Antihyperlipidemic activity of Clitoria ternatea and Vigna mungo in rats.

Author information

1
Department of Pharmacology, L. M. College of Pharmacy, Navrangpura, Ahmedabad, Gujarat, India. dy_solanki@yahoo.co.in

Abstract

CONTEXT:

Hyperlipidemia is one of the major risk factors for atherosclerosis and cardiovascular diseases.
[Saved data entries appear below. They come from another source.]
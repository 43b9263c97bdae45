//! cake-lib: the core of the cake build tool
//!
//! Build descriptions are scripts. A script runs once per (path, variant)
//! pair inside a configuration, declares build steps through tools, and
//! publishes results other scripts can import. Build steps only run when
//! their dependency records say the targets are out of date.
//!
//! - `Tool`: attribute-locked objects with memoised queries
//! - `Script`: one execution's context, results and task
//! - `ScriptTool::run`: the incremental-build primitive
//! - `Configuration`: variants, script latching and dependency records
//! - `Engine`: tasks, concurrency and configuration discovery

pub mod configuration;
pub mod consts;
pub mod depinfo;
pub mod engine;
pub mod lua;
pub mod path;
pub mod platform;
pub mod script;
pub mod target;
pub mod tool;
pub mod tools;
pub mod util;
pub mod variant;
Some plants are effective in controlling hyperlipidemia.

OBJECTIVE:

To investigate the anti-hyperlipidemic effect of Clitoria ternatea L. and Vigna mungo L. (Fabaceae) on experimentally induced hyperlipidemia in rats.

MATERIALS AND METHODS:

The poloxamer 407-induced acute hyperlipidemia and diet-induced hyperlipidemia models were used for this investigation.

RESULTS:

Oral administration of the hydroalcoholic extract of the roots and seeds of C. ternatea and the hydroalcoholic extract of the seeds of V. mungo resulted in a significant (p < 0.05) reduction of serum total cholesterol, triglycerides, very low-density lipoprotein cholesterol, and low-density lipoprotein cholesterol levels. The atherogenic index and the HDL/LDL ratio were also normalized after treatment in diet-induced hyperlipidemic rats. The effects were compared with atorvastatin (50 mg/kg, p.o.) and gemfibrozil (50 mg/kg, p.o.), reference standards.

DISCUSSION:

The cholesterol-lowering effect of C. ternatea might be attributed to increased biliary excretion and decreased absorption of dietary cholesterol. The cholesterol-lowering effects of V. mungo seeds might be because of decreased HMG-CoA reductase activity, increased biliary excretion, and decreased absorption of dietary cholesterol. Additionally, they improved natural antioxidant defense mechanisms.

CONCLUSION:

The findings of the investigation suggest that C. ternatea and V. mungo have significant antihyperlipidemic action against experimentally-induced hyperlipidemia.

PMID:
20673179
DOI:
10.3109/13880200903406147
[Indexed for MEDLINE]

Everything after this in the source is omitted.